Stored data

....

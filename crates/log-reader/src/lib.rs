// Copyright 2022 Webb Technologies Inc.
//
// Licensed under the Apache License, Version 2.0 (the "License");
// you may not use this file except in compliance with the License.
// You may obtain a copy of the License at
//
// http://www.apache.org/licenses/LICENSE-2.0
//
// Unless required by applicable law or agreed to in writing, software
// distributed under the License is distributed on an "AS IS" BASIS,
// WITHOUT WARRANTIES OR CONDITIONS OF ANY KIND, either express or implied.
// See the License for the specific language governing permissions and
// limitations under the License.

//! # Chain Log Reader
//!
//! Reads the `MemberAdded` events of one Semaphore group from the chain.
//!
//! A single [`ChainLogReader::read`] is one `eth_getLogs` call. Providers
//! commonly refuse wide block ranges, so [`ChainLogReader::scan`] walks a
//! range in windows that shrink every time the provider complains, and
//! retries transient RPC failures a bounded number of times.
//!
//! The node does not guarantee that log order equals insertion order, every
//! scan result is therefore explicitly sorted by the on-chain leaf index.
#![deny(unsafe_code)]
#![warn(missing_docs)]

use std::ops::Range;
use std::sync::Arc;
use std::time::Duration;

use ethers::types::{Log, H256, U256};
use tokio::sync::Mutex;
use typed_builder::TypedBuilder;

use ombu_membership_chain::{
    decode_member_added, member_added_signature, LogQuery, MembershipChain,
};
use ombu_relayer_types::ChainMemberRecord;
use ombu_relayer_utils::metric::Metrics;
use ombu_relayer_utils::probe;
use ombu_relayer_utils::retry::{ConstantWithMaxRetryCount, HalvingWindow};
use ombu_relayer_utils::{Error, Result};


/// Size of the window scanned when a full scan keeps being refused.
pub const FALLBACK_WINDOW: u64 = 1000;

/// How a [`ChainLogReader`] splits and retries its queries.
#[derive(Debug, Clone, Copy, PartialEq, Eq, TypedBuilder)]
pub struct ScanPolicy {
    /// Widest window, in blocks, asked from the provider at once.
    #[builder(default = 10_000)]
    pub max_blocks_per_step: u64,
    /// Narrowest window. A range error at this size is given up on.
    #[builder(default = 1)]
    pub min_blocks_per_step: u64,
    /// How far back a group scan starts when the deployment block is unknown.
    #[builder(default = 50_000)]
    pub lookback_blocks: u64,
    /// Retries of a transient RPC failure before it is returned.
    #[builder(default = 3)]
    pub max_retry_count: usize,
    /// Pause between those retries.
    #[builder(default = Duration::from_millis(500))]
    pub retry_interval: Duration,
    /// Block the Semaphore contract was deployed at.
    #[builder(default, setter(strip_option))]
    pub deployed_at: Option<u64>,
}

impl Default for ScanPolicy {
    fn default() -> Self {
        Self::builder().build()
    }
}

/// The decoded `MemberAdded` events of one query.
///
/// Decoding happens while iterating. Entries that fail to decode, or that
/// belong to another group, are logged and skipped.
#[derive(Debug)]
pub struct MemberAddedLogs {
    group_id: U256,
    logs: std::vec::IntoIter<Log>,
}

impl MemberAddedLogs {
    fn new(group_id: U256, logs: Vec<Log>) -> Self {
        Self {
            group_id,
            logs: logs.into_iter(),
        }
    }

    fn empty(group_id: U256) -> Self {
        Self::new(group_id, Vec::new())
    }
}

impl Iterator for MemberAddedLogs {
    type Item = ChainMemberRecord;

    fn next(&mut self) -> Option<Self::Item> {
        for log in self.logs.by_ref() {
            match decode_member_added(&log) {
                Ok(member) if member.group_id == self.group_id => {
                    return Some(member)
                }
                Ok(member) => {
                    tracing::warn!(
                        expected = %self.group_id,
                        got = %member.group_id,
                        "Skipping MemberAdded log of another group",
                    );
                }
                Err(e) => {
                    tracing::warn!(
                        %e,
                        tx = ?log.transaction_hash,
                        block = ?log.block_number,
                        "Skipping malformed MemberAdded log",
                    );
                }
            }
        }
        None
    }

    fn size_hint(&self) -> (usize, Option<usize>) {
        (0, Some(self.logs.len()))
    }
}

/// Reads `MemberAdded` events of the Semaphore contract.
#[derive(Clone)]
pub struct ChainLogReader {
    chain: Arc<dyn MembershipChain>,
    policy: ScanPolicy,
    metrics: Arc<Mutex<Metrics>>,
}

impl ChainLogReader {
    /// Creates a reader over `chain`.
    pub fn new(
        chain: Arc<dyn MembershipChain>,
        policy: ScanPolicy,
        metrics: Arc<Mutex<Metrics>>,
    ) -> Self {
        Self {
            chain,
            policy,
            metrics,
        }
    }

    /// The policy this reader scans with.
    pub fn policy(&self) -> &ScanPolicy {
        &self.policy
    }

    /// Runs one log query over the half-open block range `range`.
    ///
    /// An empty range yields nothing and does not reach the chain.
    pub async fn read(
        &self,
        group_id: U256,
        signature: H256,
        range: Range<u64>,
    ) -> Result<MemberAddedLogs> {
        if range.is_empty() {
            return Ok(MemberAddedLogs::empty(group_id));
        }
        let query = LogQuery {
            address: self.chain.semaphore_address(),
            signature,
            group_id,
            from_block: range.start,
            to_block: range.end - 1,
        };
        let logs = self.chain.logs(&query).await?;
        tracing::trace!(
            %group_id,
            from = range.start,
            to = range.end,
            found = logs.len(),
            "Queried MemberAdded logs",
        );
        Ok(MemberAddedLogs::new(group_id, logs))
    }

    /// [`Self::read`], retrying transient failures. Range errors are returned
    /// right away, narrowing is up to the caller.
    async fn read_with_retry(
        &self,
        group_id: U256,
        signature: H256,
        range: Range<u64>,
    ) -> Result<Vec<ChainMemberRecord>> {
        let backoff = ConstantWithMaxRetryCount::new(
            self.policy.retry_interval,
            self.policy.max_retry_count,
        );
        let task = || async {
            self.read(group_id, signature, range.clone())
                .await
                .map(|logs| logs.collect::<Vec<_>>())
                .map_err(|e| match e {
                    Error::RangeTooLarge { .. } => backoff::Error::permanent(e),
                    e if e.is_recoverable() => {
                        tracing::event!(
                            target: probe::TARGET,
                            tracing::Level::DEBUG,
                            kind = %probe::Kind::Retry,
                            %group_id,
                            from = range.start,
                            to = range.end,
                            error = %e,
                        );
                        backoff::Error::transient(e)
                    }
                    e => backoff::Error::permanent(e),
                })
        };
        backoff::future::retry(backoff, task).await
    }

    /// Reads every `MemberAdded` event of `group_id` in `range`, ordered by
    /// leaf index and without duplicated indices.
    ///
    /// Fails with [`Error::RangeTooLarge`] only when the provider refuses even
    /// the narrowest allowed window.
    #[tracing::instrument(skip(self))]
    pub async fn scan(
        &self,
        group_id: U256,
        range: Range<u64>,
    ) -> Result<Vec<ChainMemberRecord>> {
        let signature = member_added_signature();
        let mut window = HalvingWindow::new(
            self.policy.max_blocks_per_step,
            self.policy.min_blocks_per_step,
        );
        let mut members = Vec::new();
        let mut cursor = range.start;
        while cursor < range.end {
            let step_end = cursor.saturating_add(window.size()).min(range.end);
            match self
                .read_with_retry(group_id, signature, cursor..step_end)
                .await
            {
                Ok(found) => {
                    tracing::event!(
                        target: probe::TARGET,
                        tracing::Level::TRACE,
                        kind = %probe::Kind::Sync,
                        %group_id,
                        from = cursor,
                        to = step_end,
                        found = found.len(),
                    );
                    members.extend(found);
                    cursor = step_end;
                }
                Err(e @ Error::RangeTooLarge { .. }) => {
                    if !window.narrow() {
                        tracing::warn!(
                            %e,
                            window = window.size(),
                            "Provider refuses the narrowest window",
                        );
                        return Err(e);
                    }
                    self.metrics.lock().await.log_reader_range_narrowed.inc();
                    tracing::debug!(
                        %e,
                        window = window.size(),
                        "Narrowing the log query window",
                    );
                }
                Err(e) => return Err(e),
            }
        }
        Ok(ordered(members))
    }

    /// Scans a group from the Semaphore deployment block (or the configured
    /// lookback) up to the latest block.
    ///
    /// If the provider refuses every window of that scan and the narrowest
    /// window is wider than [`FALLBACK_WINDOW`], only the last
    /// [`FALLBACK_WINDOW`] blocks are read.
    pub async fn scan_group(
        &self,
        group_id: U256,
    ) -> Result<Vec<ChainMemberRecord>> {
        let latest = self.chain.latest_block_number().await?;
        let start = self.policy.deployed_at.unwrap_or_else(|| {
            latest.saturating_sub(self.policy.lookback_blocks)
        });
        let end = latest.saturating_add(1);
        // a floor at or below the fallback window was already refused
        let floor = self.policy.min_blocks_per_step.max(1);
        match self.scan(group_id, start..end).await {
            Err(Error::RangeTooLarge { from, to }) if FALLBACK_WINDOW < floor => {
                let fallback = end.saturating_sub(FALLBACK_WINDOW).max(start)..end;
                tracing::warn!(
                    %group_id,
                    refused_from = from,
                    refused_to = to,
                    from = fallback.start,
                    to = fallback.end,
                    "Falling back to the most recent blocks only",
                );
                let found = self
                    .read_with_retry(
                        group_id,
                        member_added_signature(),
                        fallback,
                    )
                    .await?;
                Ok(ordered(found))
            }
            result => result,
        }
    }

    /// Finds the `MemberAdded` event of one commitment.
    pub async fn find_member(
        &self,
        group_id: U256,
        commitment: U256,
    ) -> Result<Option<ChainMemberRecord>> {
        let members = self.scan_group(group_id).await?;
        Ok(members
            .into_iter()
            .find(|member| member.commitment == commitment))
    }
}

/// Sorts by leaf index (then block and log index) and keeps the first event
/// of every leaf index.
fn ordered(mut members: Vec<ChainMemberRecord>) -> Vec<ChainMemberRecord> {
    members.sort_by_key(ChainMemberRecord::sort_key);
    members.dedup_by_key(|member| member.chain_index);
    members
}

....

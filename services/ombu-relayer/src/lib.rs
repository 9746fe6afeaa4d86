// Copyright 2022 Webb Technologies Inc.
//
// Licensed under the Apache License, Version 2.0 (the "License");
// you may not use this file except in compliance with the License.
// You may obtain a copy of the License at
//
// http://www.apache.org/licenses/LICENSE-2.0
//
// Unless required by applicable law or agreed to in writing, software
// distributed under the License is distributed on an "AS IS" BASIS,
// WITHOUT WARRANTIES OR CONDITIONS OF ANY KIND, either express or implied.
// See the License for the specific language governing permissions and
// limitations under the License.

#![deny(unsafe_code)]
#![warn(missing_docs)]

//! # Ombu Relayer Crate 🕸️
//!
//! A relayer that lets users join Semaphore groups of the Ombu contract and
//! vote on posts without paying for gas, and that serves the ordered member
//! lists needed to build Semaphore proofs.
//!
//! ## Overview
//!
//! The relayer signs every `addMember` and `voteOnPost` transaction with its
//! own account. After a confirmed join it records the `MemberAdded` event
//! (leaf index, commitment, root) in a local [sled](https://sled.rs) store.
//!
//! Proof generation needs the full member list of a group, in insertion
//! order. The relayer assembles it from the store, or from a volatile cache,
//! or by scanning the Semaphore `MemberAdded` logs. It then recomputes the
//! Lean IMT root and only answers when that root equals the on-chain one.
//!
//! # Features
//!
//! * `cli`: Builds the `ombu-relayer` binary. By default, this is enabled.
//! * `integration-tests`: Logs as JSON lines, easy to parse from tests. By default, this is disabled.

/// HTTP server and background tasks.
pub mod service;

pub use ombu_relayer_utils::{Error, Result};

....

## ASSIGNMENT
Each line of the entries that holds "keeps" should be counted, and only the total given.

## YOUR RESPONSE
2